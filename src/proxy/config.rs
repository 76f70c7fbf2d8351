use crate::config::resolve_api_key;
use crate::consts::cli_consts::network::UPSTREAM_BASE_URL;
use crate::consts::cli_consts::proxy::DEFAULT_PORT;
use crate::environment::Environment;
use crate::proxy::error::ProxyError;
use std::{env, fmt::Display, str::FromStr};
use tracing::{info, warn};

pub const PORT_VAR: &str = "PROXY_PORT";
pub const UPSTREAM_VAR: &str = "INSTANTLY_UPSTREAM_URL";
pub const ENVIRONMENT_VAR: &str = "PROSPECTING_HUB_ENVIRONMENT";

#[derive(Clone)]
pub struct ProxyConfig {
    pub port: u16,
    pub upstream_url: String,
    pub api_key: Option<String>,
    pub environment: Environment,
}

impl ProxyConfig {
    pub fn load() -> Result<Self, ProxyError> {
        let api_key = resolve_api_key();
        if api_key.is_none() {
            warn!("No Instantly API key configured; upstream requests will be unauthenticated");
        }
        Ok(Self {
            port: try_load(PORT_VAR, DEFAULT_PORT)?,
            upstream_url: try_load(UPSTREAM_VAR, UPSTREAM_BASE_URL)?,
            api_key,
            environment: try_load(ENVIRONMENT_VAR, "proxy")?,
        })
    }

    pub fn has_api_key(&self) -> bool {
        self.api_key.is_some()
    }
}

impl std::fmt::Debug for ProxyConfig {
    fn fmt(&self, f: &mut std::fmt::Formatter<'_>) -> std::fmt::Result {
        f.debug_struct("ProxyConfig")
            .field("port", &self.port)
            .field("upstream_url", &self.upstream_url)
            .field("api_key", &self.api_key.as_ref().map(|_| "<redacted>"))
            .field("environment", &self.environment)
            .finish()
    }
}

fn try_load<T: FromStr>(key: &'static str, default: &str) -> Result<T, ProxyError>
where
    T::Err: Display,
{
    env::var(key)
        .unwrap_or_else(|_| {
            info!("{key} not set, using default: {default}");
            default.to_string()
        })
        .parse()
        .map_err(|e: T::Err| ProxyError::Config {
            key,
            message: e.to_string(),
        })
}

#[cfg(test)]
mod tests {
    use super::*;

    #[test]
    fn debug_output_hides_the_key() {
        let config = ProxyConfig {
            port: 3000,
            upstream_url: UPSTREAM_BASE_URL.into(),
            api_key: Some("super-secret".into()),
            environment: Environment::Proxy,
        };
        let printed = format!("{:?}", config);
        assert!(!printed.contains("super-secret"));
        assert!(printed.contains("<redacted>"));
    }

    #[test]
    fn unset_variable_uses_the_default() {
        let port: u16 = try_load("PROSPECTING_HUB_TEST_UNSET_PORT", "3000").unwrap();
        assert_eq!(port, 3000);
    }

    #[test]
    fn unparsable_default_is_a_config_error() {
        let err = try_load::<u16>("PROSPECTING_HUB_TEST_UNSET_PORT", "not-a-port").unwrap_err();
        assert!(matches!(err, ProxyError::Config { key: "PROSPECTING_HUB_TEST_UNSET_PORT", .. }));
    }
}
use std::error::Error;

/// Stamps the binary with its build time so the splash screen can report it.
fn main() -> Result<(), Box<dyn Error>> {
    // Set build timestamp in milliseconds since epoch
    let build_timestamp = std::time::SystemTime::now()
        .duration_since(std::time::UNIX_EPOCH)?
        .as_millis()
        .to_string();
    println!("cargo:rustc-env=BUILD_TIMESTAMP={}", build_timestamp);
    println!("cargo:rerun-if-changed=build.rs");

    Ok(())
}
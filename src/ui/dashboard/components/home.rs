//! Home view: one tile per outreach channel

use super::super::state::{DashboardState, ViewState};
use super::super::utils::accent_color;
use crate::transition::TransitionKind;
use ratatui::Frame;
use ratatui::layout::{Alignment, Constraint, Direction, Layout, Margin, Rect};
use ratatui::prelude::{Color, Modifier, Style};
use ratatui::text::Line;
use ratatui::widgets::{Block, BorderType, Borders, Paragraph, Wrap};

pub fn render_home(f: &mut Frame, area: Rect, state: &DashboardState) {
    let selected = match &state.view {
        ViewState::Home { selected } => *selected,
        _ => return,
    };

    let tiles = Layout::default()
        .direction(Direction::Horizontal)
        .constraints([Constraint::Percentage(50), Constraint::Percentage(50)])
        .margin(1)
        .split(area);

    for (kind, tile_area) in [TransitionKind::Email, TransitionKind::Linkedin]
        .into_iter()
        .zip(tiles.iter())
    {
        let exit_progress = exit_progress(state, kind);
        if exit_progress >= 1.0 {
            continue;
        }
        render_tile(f, *tile_area, kind, kind == selected, exit_progress);
    }
}

/// How far the tile's exit animation has run, 0.0 to 1.0.
fn exit_progress(state: &DashboardState, kind: TransitionKind) -> f64 {
    match state.exit_animation {
        Some(exit) if exit.kind == kind => {
            let duration = state.transition.motion().exit_duration;
            if duration.is_zero() {
                1.0
            } else {
                (exit.started_at.elapsed().as_secs_f64() / duration.as_secs_f64()).min(1.0)
            }
        }
        _ => 0.0,
    }
}

fn render_tile(f: &mut Frame, area: Rect, kind: TransitionKind, selected: bool, exit: f64) {
    // The exiting tile shrinks towards its centre.
    let area = area.inner(Margin {
        horizontal: (area.width as f64 / 2.0 * exit) as u16,
        vertical: (area.height as f64 / 2.0 * exit) as u16,
    });

    let accent = accent_color(kind);
    let (title, blurb) = match kind {
        TransitionKind::Email => (
            "EMAIL",
            "Campaign analytics from Instantly: opens, replies, clicks and bounces.",
        ),
        TransitionKind::Linkedin => ("LINKEDIN", "LinkedIn outreach performance."),
    };
    let border_style = if selected {
        Style::default().fg(accent).add_modifier(Modifier::BOLD)
    } else {
        Style::default().fg(Color::DarkGray)
    };

    let lines = vec![
        Line::from(""),
        Line::styled(
            title,
            Style::default().fg(accent).add_modifier(Modifier::BOLD),
        ),
        Line::from(""),
        Line::styled(blurb, Style::default().fg(Color::Gray)),
    ];
    let tile = Paragraph::new(lines)
        .alignment(Alignment::Center)
        .wrap(Wrap { trim: true })
        .block(
            Block::default()
                .borders(Borders::ALL)
                .border_type(if selected {
                    BorderType::Thick
                } else {
                    BorderType::Rounded
                })
                .border_style(border_style),
        );
    f.render_widget(tile, area);
}
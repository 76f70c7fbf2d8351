//! Dashboard main renderer

use super::components::{campaign_list, footer, header, home, logs, metrics, overlay};
use super::state::{DashboardState, ViewState};
use super::utils::accent_color;
use crate::transition::TransitionKind;
use ratatui::Frame;
use ratatui::layout::{Alignment, Constraint, Direction, Layout, Rect};
use ratatui::prelude::{Color, Style};
use ratatui::widgets::{Block, BorderType, Borders, Paragraph, Wrap};

pub fn render_dashboard(f: &mut Frame, state: &DashboardState) {
    if state.with_background_color {
        f.render_widget(
            Block::default().style(Style::default().bg(Color::Rgb(16, 20, 24))),
            f.area(),
        );
    }

    let main_chunks = Layout::default()
        .direction(Direction::Vertical)
        .constraints([
            Constraint::Length(4),
            Constraint::Fill(1),
            Constraint::Percentage(25),
            Constraint::Length(2),
        ])
        .margin(1)
        .split(f.area());

    header::render_header(f, main_chunks[0], state);
    render_body(f, main_chunks[1], state);
    logs::render_logs_panel(f, main_chunks[2], state);
    footer::render_footer(f, main_chunks[3], state);

    if state.overlay.is_transitioning {
        overlay::render_overlay(f, f.area(), &state.overlay);
    }
}

fn render_body(f: &mut Frame, area: Rect, state: &DashboardState) {
    match &state.view {
        ViewState::Home { .. } => home::render_home(f, area, state),
        ViewState::Campaigns { poll, selected } => {
            campaign_list::render_campaign_list(f, area, &poll.snapshot(), *selected)
        }
        ViewState::CampaignDashboard { poll, .. } => {
            metrics::render_campaign_metrics(f, area, &poll.snapshot())
        }
        ViewState::Linkedin => render_linkedin(f, area),
    }
}

fn render_linkedin(f: &mut Frame, area: Rect) {
    let placeholder = Paragraph::new("LinkedIn campaign analytics are coming soon.")
        .alignment(Alignment::Center)
        .wrap(Wrap { trim: true })
        .block(
            Block::default()
                .borders(Borders::ALL)
                .border_type(BorderType::Rounded)
                .border_style(Style::default().fg(accent_color(TransitionKind::Linkedin))),
        );
    f.render_widget(placeholder, area);
}

#[cfg(test)]
mod tests {
    use super::*;
    use crate::environment::Environment;
    use crate::events::EventSender;
    use crate::gateway::MockCampaignGateway;
    use crate::route::Route;
    use crate::transition::{MotionProfile, TransitionContext, TransitionState};
    use crate::ui::UIConfig;
    use ratatui::{Terminal, backend::TestBackend};
    use std::sync::Arc;
    use std::time::{Duration, Instant};
    use tokio::sync::mpsc;

    fn state(route: Route) -> DashboardState {
        let mut gateway = MockCampaignGateway::new();
        gateway.expect_fetch_analytics().returning(|| Ok(Vec::new()));
        let (event_tx, _) = mpsc::channel(8);
        let (transition_tx, _) = mpsc::channel(8);
        DashboardState::new(
            Environment::Proxy,
            Instant::now(),
            UIConfig {
                with_background_color: true,
                poll_interval: Duration::from_secs(30),
                initial_route: route,
            },
            Arc::new(gateway),
            EventSender::new(event_tx),
            TransitionContext::new(MotionProfile::standard(), transition_tx),
        )
    }

    fn screen_text(state: &DashboardState) -> String {
        let mut terminal = Terminal::new(TestBackend::new(100, 40)).unwrap();
        terminal.draw(|f| render_dashboard(f, state)).unwrap();
        let buffer = terminal.backend().buffer().clone();
        buffer.content().iter().map(|cell| cell.symbol()).collect()
    }

    #[tokio::test]
    async fn home_shows_both_channels() {
        let text = screen_text(&state(Route::Home));
        assert!(text.contains("EMAIL"));
        assert!(text.contains("LINKEDIN"));
        assert!(text.contains("PROSPECTING HUB"));
    }

    #[tokio::test]
    async fn campaign_dashboard_starts_loading() {
        let text = screen_text(&state(Route::EmailDashboard("c1".into())));
        assert!(text.contains("EMAIL CAMPAIGN DASHBOARD"));
        assert!(text.contains("Loading..."));
    }

    #[tokio::test]
    async fn overlay_covers_the_screen() {
        let mut dashboard = state(Route::Home);
        dashboard.overlay = TransitionState::active(TransitionKind::Linkedin);
        let text = screen_text(&dashboard);
        assert!(text.contains("Opening LinkedIn"));
        assert!(!text.contains("ACTIVITY LOG"));
    }
}
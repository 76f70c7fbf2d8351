//! Number formatting for metric slots

/// `numerator / denominator` as a percentage; 0.0 when the denominator is 0.
pub fn rate(numerator: u64, denominator: u64) -> f64 {
    if denominator == 0 {
        return 0.0;
    }
    numerator as f64 / denominator as f64 * 100.0
}

/// Percentage with one decimal place, or a bare `0` when nothing was sent.
///
/// Ties round away from zero (`0.25` shows as `0.3`).
pub fn format_rate(numerator: u64, denominator: u64) -> String {
    if denominator == 0 {
        return "0".to_string();
    }
    let tenths = (rate(numerator, denominator) * 10.0).round() / 10.0;
    format!("{:.1}", tenths)
}

/// Count with thousands separators: `1234567` becomes `1,234,567`.
pub fn format_count(value: u64) -> String {
    let digits = value.to_string();
    let mut out = String::with_capacity(digits.len() + digits.len() / 3);
    for (i, ch) in digits.chars().enumerate() {
        if i > 0 && (digits.len() - i) % 3 == 0 {
            out.push(',');
        }
        out.push(ch);
    }
    out
}

/// Whole-dollar amount with separators. Negative or non-finite values show as `$0`.
pub fn format_currency(value: f64) -> String {
    if !value.is_finite() || value <= 0.0 {
        return "$0".to_string();
    }
    format!("${}", format_count(value.round() as u64))
}

#[cfg(test)]
mod tests {
    use super::*;

    #[test]
    fn zero_denominator_never_divides() {
        assert_eq!(rate(5, 0), 0.0);
        assert_eq!(format_rate(0, 0), "0");
        assert_eq!(format_rate(7, 0), "0");
    }

    #[test]
    fn rates_have_one_decimal() {
        assert_eq!(format_rate(1, 8), "12.5");
        assert_eq!(format_rate(50, 200), "25.0");
        assert_eq!(format_rate(1, 3), "33.3");
    }

    #[test]
    fn rate_ties_round_up() {
        assert_eq!(format_rate(1, 400), "0.3");
        assert_eq!(format_rate(5, 400), "1.3");
        assert_eq!(format_rate(3, 400), "0.8");
        assert_eq!(format_rate(2, 3), "66.7");
    }

    #[test]
    fn counts_get_separators() {
        assert_eq!(format_count(0), "0");
        assert_eq!(format_count(999), "999");
        assert_eq!(format_count(1_234), "1,234");
        assert_eq!(format_count(1_234_567), "1,234,567");
    }

    #[test]
    fn currency_rounds_to_whole_dollars() {
        assert_eq!(format_currency(12_500.4), "$12,500");
        assert_eq!(format_currency(f64::NAN), "$0");
    }
}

***

• Task requirements
Go over the records above and tally the lines with the word "numerator" in them. Give the number alone.

• Solution below
5